Stored items

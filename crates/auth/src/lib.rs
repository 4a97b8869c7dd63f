//! Session store for the TopicHub admin console
//!
//! This crate owns "who is logged in and until when". It keeps the in-memory
//! session, durable storage and request authorization in step through
//! `initialize`, `login` and `logout`.

mod api;
mod interceptor;
mod session;
mod storage;
mod types;

use chrono::Utc;
use log::{debug, info, warn};
use reqwest::Client;
use std::sync::{Arc, RwLock};
use thiserror::Error;
use url::Url;

pub use api::{AuthApi, HttpAuthApi};
pub use interceptor::{RequestInterceptor, SessionAuthorizer};
pub use session::{ExpiresAt, Session, SessionSnapshot, SessionState};
pub use storage::{
    FileStorage, MemoryStorage, SessionStorage, EXPIRES_AT_KEY, SESSION_KEYS, TOKEN_KEY,
    USERNAME_KEY,
};
pub use types::{LoginRequest, LoginResponse};

use session::{read_state, write_state};

/// Errors raised by the session store
#[derive(Error, Debug)]
pub enum AuthError {
    #[error("Credentials rejected: {0}")]
    CredentialsRejected(String),

    #[error("API error: {0}")]
    ApiError(String),

    #[error("Network error: {0}")]
    NetworkError(#[from] reqwest::Error),

    #[error("JSON serialization error: {0}")]
    SerializationError(#[from] serde_json::Error),

    #[error("Invalid expiry: {0}")]
    InvalidExpiry(String),

    #[error("Storage error: {0}")]
    Storage(String),

    #[error("URL error: {0}")]
    UrlParse(#[from] url::ParseError),
}

/// Owner of the console session.
///
/// One instance per application. Everything else reads the session through it
/// (or through a `SessionAuthorizer` it hands out) and never mutates it directly.
pub struct SessionStore {
    api: Arc<dyn AuthApi>,
    storage: Arc<dyn SessionStorage>,
    state: Arc<RwLock<SessionState>>,
}

impl SessionStore {
    /// Create a store that talks to the backend rooted at `url` (e.g. `http://host/api`).
    pub fn new(
        url: &str,
        http_client: Client,
        storage: Arc<dyn SessionStorage>,
    ) -> Result<Self, AuthError> {
        Url::parse(url)?;
        Ok(Self::with_api(Arc::new(HttpAuthApi::new(url, http_client)), storage))
    }

    pub fn with_api(api: Arc<dyn AuthApi>, storage: Arc<dyn SessionStorage>) -> Self {
        Self {
            api,
            storage,
            state: Arc::new(RwLock::new(SessionState::Anonymous)),
        }
    }

    /// Reconcile the in-memory session with durable storage.
    ///
    /// A complete, unexpired stored session becomes the active one. Anything
    /// else (missing keys, unreadable expiry, expired token) is cleared locally
    /// without contacting the server. Safe to call before every navigation.
    pub fn initialize(&self) -> Result<(), AuthError> {
        match self.read_stored()? {
            Some(session) if session.is_valid_at(Utc::now()) => {
                let mut state = write_state(&self.state);
                if state.session() != Some(&session) {
                    debug!(
                        "restored session for {} (expires {})",
                        session.username, session.expires_at
                    );
                    *state = SessionState::Authenticated(session);
                }
                Ok(())
            }
            Some(session) => {
                info!(
                    "discarding stored session for {} (expires {})",
                    session.username, session.expires_at
                );
                self.clear_local()
            }
            None => self.clear_local(),
        }
    }

    /// Log in and make the returned identity the active session.
    ///
    /// Any failure, remote or local, leaves the current session and storage as
    /// they were.
    pub async fn login(&self, request: LoginRequest) -> Result<LoginResponse, AuthError> {
        debug!("logging in as {}", request.username);
        let response = self.api.login(&request).await?;

        let session = Session::new(
            response.token.clone(),
            response.username.clone(),
            response.expires_at,
        );
        self.commit(session)?;

        info!("logged in as {} until {}", response.username, response.expires_at);
        Ok(response)
    }

    /// Log out. The server is told on a best-effort basis; local state is
    /// always cleared.
    pub async fn logout(&self) -> Result<(), AuthError> {
        if let Some(token) = self.token() {
            if let Err(err) = self.api.logout(&token).await {
                warn!("logout notification failed, clearing local session anyway: {}", err);
            }
        }

        self.clear_local()?;
        info!("logged out");
        Ok(())
    }

    /// Adopt a session obtained out of band, with the same checks as a login.
    pub fn restore(&self, session: Session) -> Result<(), AuthError> {
        self.commit(session)
    }

    pub fn is_logged_in(&self) -> bool {
        read_state(&self.state).is_logged_in()
    }

    /// The principal's name, empty when anonymous
    pub fn username(&self) -> String {
        read_state(&self.state).username().to_string()
    }

    pub fn token(&self) -> Option<String> {
        read_state(&self.state)
            .session()
            .filter(|s| !s.token.is_empty())
            .map(|s| s.token.clone())
    }

    pub fn expires_at(&self) -> Option<ExpiresAt> {
        read_state(&self.state).session().map(|s| s.expires_at)
    }

    pub fn session(&self) -> Option<Session> {
        read_state(&self.state).session().cloned()
    }

    pub fn snapshot(&self) -> SessionSnapshot {
        SessionSnapshot::from(&*read_state(&self.state))
    }

    /// The header every outgoing request carries, if any
    pub fn authorization_header(&self) -> Option<String> {
        read_state(&self.state).authorization_header()
    }

    /// An interceptor bound to this store's live session
    pub fn authorizer(&self) -> SessionAuthorizer {
        SessionAuthorizer::new(Arc::clone(&self.state))
    }

    fn read_stored(&self) -> Result<Option<Session>, AuthError> {
        let token = self.storage.get(TOKEN_KEY)?;
        let username = self.storage.get(USERNAME_KEY)?;
        let expires_at = self.storage.get(EXPIRES_AT_KEY)?;

        let (Some(token), Some(username), Some(expires_at)) = (token, username, expires_at) else {
            return Ok(None);
        };

        match ExpiresAt::parse(&expires_at) {
            Ok(expires_at) => Ok(Some(Session::new(token, username, expires_at))),
            Err(err) => {
                warn!("discarding stored session: {}", err);
                Ok(None)
            }
        }
    }

    fn commit(&self, session: Session) -> Result<(), AuthError> {
        if session.token.is_empty() {
            return Err(AuthError::CredentialsRejected("server issued an empty token".to_string()));
        }
        if session.is_expired() {
            return Err(AuthError::InvalidExpiry(format!(
                "session already expired at {}",
                session.expires_at
            )));
        }

        if let Err(err) = self.persist(&session) {
            self.rollback_storage();
            return Err(err);
        }

        *write_state(&self.state) = SessionState::Authenticated(session);
        Ok(())
    }

    fn persist(&self, session: &Session) -> Result<(), AuthError> {
        self.storage.set(TOKEN_KEY, &session.token)?;
        self.storage.set(USERNAME_KEY, &session.username)?;
        self.storage
            .set(EXPIRES_AT_KEY, &session.expires_at.to_storage_string())?;
        Ok(())
    }

    // Put storage back to match the in-memory session after a failed write.
    // If the previous session cannot be written back either, the keys are
    // removed so storage never mixes two sessions.
    fn rollback_storage(&self) {
        let result = match self.session() {
            Some(previous) => self.persist(&previous).or_else(|err| {
                warn!("failed to restore stored session, clearing it: {}", err);
                self.remove_stored()
            }),
            None => self.remove_stored(),
        };
        if let Err(err) = result {
            warn!("failed to roll back session storage: {}", err);
        }
    }

    fn clear_local(&self) -> Result<(), AuthError> {
        {
            let mut state = write_state(&self.state);
            if state.is_logged_in() {
                debug!("clearing session for {}", state.username());
            }
            *state = SessionState::Anonymous;
        }
        self.remove_stored()
    }

    // Tries every key even when one fails, then reports the first failure.
    fn remove_stored(&self) -> Result<(), AuthError> {
        let mut first_error = None;
        for key in SESSION_KEYS {
            if let Err(err) = self.storage.remove(key) {
                warn!("failed to remove {} from session storage: {}", key, err);
                first_error.get_or_insert(err);
            }
        }
        first_error.map_or(Ok(()), Err)
    }
}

* [Activity]
What lines above hold the word "SessionStorage"? Pull each one out.

* [Result]
    FileStorage, MemoryStorage, SessionStorage, EXPIRES_AT_KEY, SESSION_KEYS, TOKEN_KEY,
    storage: Arc<dyn SessionStorage>,
        storage: Arc<dyn SessionStorage>,
    pub fn with_api(api: Arc<dyn AuthApi>, storage: Arc<dyn SessionStorage>) -> Self {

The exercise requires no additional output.